The local controller is also provided with means for generating a
split point pulse relative in time to the offset point in a similar
manner; means for enabling the operational amplifier output to jump
from one sawtooth ramp to the next in order to enable the desired
offset to be reached in the shortest time; and standby means that
may be utilized to generate the desired offset and split point
pulses independently of the offset hunting circuitry.

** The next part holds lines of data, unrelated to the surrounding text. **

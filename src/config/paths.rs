//! Cross-platform application paths using the `dirs` crate.
//!
//! Layout:
//!
//! Config dir (settings):
//!   Windows: %APPDATA%\echoverse\
//!   macOS:   ~/Library/Application Support/echoverse/
//!   Linux:   ~/.config/echoverse/
//!
//! Nothing else is written to disk; session data lives in memory only.

use std::path::PathBuf;

/// Resolved application directory/file paths.
#[derive(Debug, Clone)]
pub struct AppPaths {
    /// Directory holding `settings.toml`.
    pub config_dir: PathBuf,
    /// Full path to `settings.toml`.
    pub settings_file: PathBuf,
}

impl AppPaths {
    const APP_NAME: &'static str = "echoverse";

    /// Resolves all paths using the `dirs` crate.
    ///
    /// Falls back to the current directory if the platform cannot provide a
    /// standard config path.
    pub fn new() -> Self {
        let config_dir = dirs::config_dir()
            .unwrap_or_else(|| PathBuf::from("."))
            .join(Self::APP_NAME);

        let settings_file = config_dir.join("settings.toml");

        Self {
            config_dir,
            settings_file,
        }
    }
}

impl Default for AppPaths {
    fn default() -> Self {
        Self::new()
    }
}
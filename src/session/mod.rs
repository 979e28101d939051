//! Session: the input/explanation state machine and the worker driving it.
//!
//! | Sub-module | Contents |
//! |------------|----------|
//! | [`state`]  | [`Session`], [`InputMode`], [`TextPreview`], [`SessionError`] |
//! | [`runner`] | [`SessionWorker`], [`SessionCommand`], [`SessionEvent`] |
//!
//! # Quick Start
//!
//! ```rust,no_run
//! use std::sync::Arc;
//! use echoverse::config::AppConfig;
//! use echoverse::extract::{LinkFetcher, PdfExtractor};
//! use echoverse::generate::ApiGenerator;
//! use echoverse::session::{SessionCommand, SessionWorker};
//! use echoverse::speech::EspeakSynthesizer;
//!
//! # async fn example() {
//! let config = AppConfig::default();
//! let worker = SessionWorker::new(
//!     Arc::new(ApiGenerator::from_config(&config.generator)),
//!     Arc::new(LinkFetcher::from_config(&config.fetch)),
//!     Arc::new(PdfExtractor::new()),
//!     Arc::new(EspeakSynthesizer::from_config(&config.speech)),
//!     config.ui.preview_chars,
//! );
//!
//! let (command_tx, command_rx) = tokio::sync::mpsc::channel(16);
//! let (event_tx, _event_rx) = tokio::sync::mpsc::channel(32);
//! command_tx.send(SessionCommand::ProvideText("Photosynthesis".into())).await.unwrap();
//! command_tx.send(SessionCommand::Explain).await.unwrap();
//! drop(command_tx);
//!
//! let session = worker.run(command_rx, event_tx).await;
//! println!("{}", session.explanation());
//! # }
//! ```

pub mod runner;
pub mod state;

#[cfg(test)]
mod testing;

pub use runner::{Activity, SessionCommand, SessionEvent, SessionWorker};
pub use state::{
    ExplainOutcome, InputMode, Session, SessionError, TextPreview, MAX_PREVIEW_CHARS,
};
//! URL text extraction.
//!
//! [`LinkFetcher`] issues a single HTTP GET and hands back the body exactly
//! as served: HTML stays HTML.  No custom headers, no retries, and no
//! timeout unless one is configured in [`FetchConfig`].

use async_trait::async_trait;
use reqwest::header::CONTENT_TYPE;
use reqwest::Url;
use thiserror::Error;

use crate::config::FetchConfig;

// ---------------------------------------------------------------------------
// FetchError
// ---------------------------------------------------------------------------

/// Errors that can occur while fetching a URL.
#[derive(Debug, Error)]
pub enum FetchError {
    /// The input could not be parsed as an http(s) URL.
    #[error("invalid URL {url:?}: {reason}")]
    InvalidUrl { url: String, reason: String },

    /// Connection, DNS or transport failure.
    #[error("request failed: {0}")]
    Request(String),

    /// The configured timeout elapsed.
    #[error("request timed out")]
    Timeout,

    /// The server answered with a non-success status.
    #[error("server answered with HTTP {0}")]
    Status(u16),

    /// The response body is not text.
    #[error("response is not text ({0})")]
    NonText(String),
}

impl From<reqwest::Error> for FetchError {
    fn from(e: reqwest::Error) -> Self {
        if e.is_timeout() {
            FetchError::Timeout
        } else {
            FetchError::Request(e.to_string())
        }
    }
}

// ---------------------------------------------------------------------------
// LinkSource trait
// ---------------------------------------------------------------------------

/// Async URL → text source.
#[async_trait]
pub trait LinkSource: Send + Sync {
    async fn fetch(&self, url: &str) -> Result<String, FetchError>;
}

// ---------------------------------------------------------------------------
// LinkFetcher
// ---------------------------------------------------------------------------

/// `reqwest`-backed [`LinkSource`].
pub struct LinkFetcher {
    client: reqwest::Client,
}

impl LinkFetcher {
    /// Build a fetcher from config.  Without `timeout_secs` the client waits
    /// indefinitely.
    pub fn from_config(config: &FetchConfig) -> Self {
        let mut builder = reqwest::Client::builder();
        if let Some(secs) = config.timeout_secs {
            builder = builder.timeout(std::time::Duration::from_secs(secs));
        }
        let client = builder.build().unwrap_or_else(|_| reqwest::Client::new());

        Self { client }
    }
}

#[async_trait]
impl LinkSource for LinkFetcher {
    async fn fetch(&self, url: &str) -> Result<String, FetchError> {
        let url = parse_url(url)?;

        log::debug!("link: GET {url}");
        let response = self.client.get(url).send().await?;

        let status = response.status();
        if !status.is_success() {
            return Err(FetchError::Status(status.as_u16()));
        }

        let content_type = response
            .headers()
            .get(CONTENT_TYPE)
            .and_then(|v| v.to_str().ok())
            .map(str::to_owned);

        match content_type {
            // Declared text: let reqwest honour the charset parameter.
            Some(ct) if is_textual(&ct) => Ok(response.text().await?),
            Some(ct) => Err(FetchError::NonText(ct)),
            // Undeclared: accept only valid UTF-8.
            None => {
                let bytes = response.bytes().await?;
                String::from_utf8(bytes.to_vec())
                    .map_err(|_| FetchError::NonText("undeclared binary body".into()))
            }
        }
    }
}

/// Parse and validate an http(s) URL, ignoring surrounding whitespace.
fn parse_url(raw: &str) -> Result<Url, FetchError> {
    let trimmed = raw.trim();
    let url = Url::parse(trimmed).map_err(|e| FetchError::InvalidUrl {
        url: trimmed.to_string(),
        reason: e.to_string(),
    })?;

    match url.scheme() {
        "http" | "https" => Ok(url),
        other => Err(FetchError::InvalidUrl {
            url: trimmed.to_string(),
            reason: format!("unsupported scheme {other:?}"),
        }),
    }
}

/// `true` for media types whose body is meaningful as text.
pub fn is_textual(content_type: &str) -> bool {
    let mime = content_type
        .split(';')
        .next()
        .unwrap_or_default()
        .trim()
        .to_ascii_lowercase();

    mime.starts_with("text/")
        || mime.ends_with("+xml")
        || mime.ends_with("+json")
        || matches!(
            mime.as_str(),
            "application/json"
                | "application/xml"
                | "application/javascript"
                | "application/ecmascript"
        )
}

// ---------------------------------------------------------------------------
// Tests
// ---------------------------------------------------------------------------

#[cfg(test)]
mod tests {
    use super::*;
    use crate::test_support::serve_once;

    fn fetcher() -> LinkFetcher {
        LinkFetcher::from_config(&FetchConfig::default())
    }

    #[test]
    fn textual_media_types() {
        assert!(is_textual("text/html; charset=utf-8"));
        assert!(is_textual("text/plain"));
        assert!(is_textual("Application/JSON"));
        assert!(is_textual("application/xhtml+xml"));
        assert!(is_textual("application/ld+json"));
        assert!(!is_textual("image/png"));
        assert!(!is_textual("application/pdf"));
        assert!(!is_textual("application/octet-stream"));
    }

    #[tokio::test]
    async fn rejects_malformed_url() {
        let err = fetcher().fetch("not a url").await.unwrap_err();
        assert!(matches!(err, FetchError::InvalidUrl { .. }));
    }

    #[tokio::test]
    async fn rejects_non_http_scheme() {
        let err = fetcher().fetch("ftp://example.com/file.txt").await.unwrap_err();
        assert!(matches!(err, FetchError::InvalidUrl { .. }));
    }

    #[tokio::test]
    async fn unreachable_host_is_a_request_error() {
        // Port 1 on loopback is never listening in the test environment.
        let err = fetcher().fetch("http://127.0.0.1:1/").await.unwrap_err();
        assert!(matches!(err, FetchError::Request(_)), "got {err:?}");
    }

    #[tokio::test]
    async fn returns_markup_verbatim() {
        let body = "<html><body><p>Photosynthesis</p></body></html>";
        let addr = serve_once(
            "200 OK",
            &[("Content-Type", "text/html; charset=utf-8")],
            body.as_bytes(),
        )
        .await;

        let text = fetcher().fetch(&format!("  http://{addr}/page  ")).await.unwrap();
        assert_eq!(text, body);
    }

    #[tokio::test]
    async fn binary_content_type_is_rejected() {
        let png: [u8; 3] = [0x89, 0x50, 0x4e];
        let addr = serve_once("200 OK", &[("Content-Type", "image/png")], &png).await;

        let err = fetcher().fetch(&format!("http://{addr}/logo.png")).await.unwrap_err();
        assert!(matches!(err, FetchError::NonText(ref ct) if ct == "image/png"));
    }

    #[tokio::test]
    async fn undeclared_utf8_body_is_accepted() {
        let addr = serve_once("200 OK", &[], b"plain words").await;

        let text = fetcher().fetch(&format!("http://{addr}/")).await.unwrap();
        assert_eq!(text, "plain words");
    }

    #[tokio::test]
    async fn undeclared_binary_body_is_rejected() {
        let addr = serve_once("200 OK", &[], &[0xff, 0xfe, 0x00, 0xc3]).await;

        let err = fetcher().fetch(&format!("http://{addr}/")).await.unwrap_err();
        assert!(matches!(err, FetchError::NonText(_)));
    }

    #[tokio::test]
    async fn error_status_is_reported() {
        let addr = serve_once("404 Not Found", &[("Content-Type", "text/html")], b"missing").await;

        let err = fetcher().fetch(&format!("http://{addr}/gone")).await.unwrap_err();
        assert!(matches!(err, FetchError::Status(404)));
    }
}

BRIEF DESCRIPTION OF THE DRAWINGS
In the accompanying drawings:
FIG. 1 is a plan view of a simple intersection that may be
controlled by a local controller utilizing the present
invention;
FIG. 2 is a block diagram of a traffic control system utilizing the
local controller of the present invention;
FIG. 3 is a time diagram of a typical traffic cycle;
FIG. 4 is a block diagram of the offset and split point generation
means of the local controller of the present invention; and,
FIG. 5 including subfigures 5(a) through 5( i) schematically
illustrate the pulse and wave forms developed in the local
controller of the present invention.
DESCRIPTION OF THE PREFERRED EMBODIMENT
The present invention is illustrated in the accompanying figures
wherein similar components are indicated by the same reference
numeral throughout. Reference is now made in particular to FIG. 1
wherein two crossing traffic arteries are shown. For
simplification, one artery, "A," is assumed to extend between north
and south and to have traffic in both directions and the other,
"B," between east and west and to also have traffic in both
directions. A traffic signal 10 which may comprise one or more
groups of traffic lights is provided at the intersection and
controls the corelative motion of vehicles and pedestrians entering
into the intersection defined by arteries "A" and "B." The traffic
signal 10 in turn comprises a portion of the traffic control system
12 set forth in FIG. 2.
The traffic control system 12 includes a cycle generator 14
receiving input information relating to the desired traffic cycle
length from a selector 16 and adapted to generate suitable signals
corresponding to the chosen time cycle to a local controller 18. As
shown, the traffic cycle selector 16 may be manually operated in
which case the resultant cycle length generated by the cycle
generator 14 would be independent of traffic conditions along the
roadway or the selector input may come from a computer 20 which in
turn receives information from road detectors or other means
relating to traffic conditions.
The local controller 18 may be positioned along arteries "A" and
"B"; at their intersection, as shown; or in some other convenient
location and serves to provide the sequential control of green,
yellow and red traffic signals which control the flow of traffic
along the roadways or into the intersection. As shown in FIG. 2,
the local controller 18 includes an offset and split generator 22
which determines the point in time within each traffic cycle as a
percentage of the cycle length in which the right of way is
accorded successively to traffic moving along artery "A" and then
artery "B" (referred to respectively as the A and B phases) and a
timing signal generator 24 which allocates the time accorded each
phase into the various vehicular and pedestrian signal periods of
that phase. In this regard, reference is briefly made to FIG. 3
wherein the various traffic control systems are set out in time.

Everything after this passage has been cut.